| Work order |
How many lines in the records below hold the string "Mailer"? Answer with the number alone.

| Stored data |

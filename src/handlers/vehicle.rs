use axum::{
    extract::{Path, Query, State},
    Json,
};
use chrono::{DateTime, Duration, Utc};
use sea_orm::{ColumnTrait, EntityTrait, QueryFilter, QueryOrder, QuerySelect};
use serde::Deserialize;
use uuid::Uuid;

use crate::entities::vehicle;
use crate::error::{AppError, AppResult};
use crate::AppState;

#[derive(Debug, Deserialize)]
pub struct SearchVehiclesQuery {
    pub location: Option<String>,
    pub category: Option<String>,
    pub q: Option<String>,
    pub from: Option<DateTime<Utc>>,
    pub to: Option<DateTime<Utc>>,
}

/// Browse the catalog. Dates narrow to vehicles whose availability window
/// covers the requested range; text filters match case-insensitively.
pub async fn search_vehicles(
    State(state): State<AppState>,
    Query(query): Query<SearchVehiclesQuery>,
) -> AppResult<Json<Vec<vehicle::Model>>> {
    let from = query.from.unwrap_or_else(Utc::now);
    let to = query.to.unwrap_or_else(Utc::now);

    let vehicles = vehicle::Entity::find()
        .filter(vehicle::Column::AvailableFrom.lte(from))
        .filter(vehicle::Column::AvailableTo.gte(to))
        .order_by_desc(vehicle::Column::CreatedAt)
        .all(&state.db)
        .await?;

    let location = query.location.map(|s| s.to_lowercase());
    let category = query.category.map(|s| s.to_lowercase());
    let title = query.q.map(|s| s.to_lowercase());

    let results: Vec<vehicle::Model> = vehicles
        .into_iter()
        .filter(|v| {
            location
                .as_ref()
                .is_none_or(|l| v.location.to_lowercase().contains(l))
                && category
                    .as_ref()
                    .is_none_or(|c| v.category.to_lowercase() == *c)
                && title
                    .as_ref()
                    .is_none_or(|t| v.title.to_lowercase().contains(t))
        })
        .collect();

    Ok(Json(results))
}

/// Featured vehicles: listed within the last 7 days, newest first, max 6
pub async fn featured_vehicles(
    State(state): State<AppState>,
) -> AppResult<Json<Vec<vehicle::Model>>> {
    let cutoff = Utc::now() - Duration::days(7);

    let vehicles = vehicle::Entity::find()
        .filter(vehicle::Column::CreatedAt.gte(cutoff))
        .order_by_desc(vehicle::Column::CreatedAt)
        .limit(6)
        .all(&state.db)
        .await?;

    Ok(Json(vehicles))
}

/// Vehicle details
pub async fn get_vehicle(
    State(state): State<AppState>,
    Path(id): Path<Uuid>,
) -> AppResult<Json<vehicle::Model>> {
    let vehicle = vehicle::Entity::find_by_id(id)
        .one(&state.db)
        .await?
        .ok_or_else(|| AppError::NotFound("Vehicle not found".to_string()))?;

    Ok(Json(vehicle))
}
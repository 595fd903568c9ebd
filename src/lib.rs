pub mod config;
pub mod db;
pub mod entities;
pub mod error;
pub mod handlers;
pub mod middleware;
pub mod routes;
pub mod utils;

use sea_orm::DatabaseConnection;

use crate::utils::mailer::Mailer;

pub use config::Config;
pub use error::{AppError, AppResult};

#[derive(Clone)]
pub struct AppState {
    pub db: DatabaseConnection,
    pub config: Config,
    pub mailer: Mailer,
}
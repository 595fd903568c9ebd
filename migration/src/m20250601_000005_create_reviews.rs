use sea_orm_migration::{prelude::*, schema::*};

use super::m20250601_000001_create_users::User;
use super::m20250601_000002_create_vehicles::Vehicle;

#[derive(DeriveMigrationName)]
pub struct Migration;

#[async_trait::async_trait]
impl MigrationTrait for Migration {
    async fn up(&self, manager: &SchemaManager) -> Result<(), DbErr> {
        // No unique (user, vehicle) constraint: a customer may leave more
        // than one review for the same vehicle.
        manager
            .create_table(
                Table::create()
                    .table(Review::Table)
                    .if_not_exists()
                    .col(uuid(Review::Id).primary_key())
                    .col(uuid(Review::UserId).not_null())
                    .col(uuid(Review::VehicleId).not_null())
                    .col(integer(Review::Rating).not_null())
                    .col(text(Review::Comment).not_null())
                    .col(timestamp_with_time_zone(Review::CreatedAt).not_null())
                    .foreign_key(
                        ForeignKey::create()
                            .name("fk_review_user")
                            .from(Review::Table, Review::UserId)
                            .to(User::Table, User::Id)
                            .on_delete(ForeignKeyAction::Cascade),
                    )
                    .foreign_key(
                        ForeignKey::create()
                            .name("fk_review_vehicle")
                            .from(Review::Table, Review::VehicleId)
                            .to(Vehicle::Table, Vehicle::Id)
                            .on_delete(ForeignKeyAction::Cascade),
                    )
                    .to_owned(),
            )
            .await
    }

    async fn down(&self, manager: &SchemaManager) -> Result<(), DbErr> {
        manager
            .drop_table(Table::drop().table(Review::Table).to_owned())
            .await
    }
}

#[derive(DeriveIden)]
pub enum Review {
    Table,
    Id,
    UserId,
    VehicleId,
    Rating,
    Comment,
    CreatedAt,
}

| Answer to this problem |
2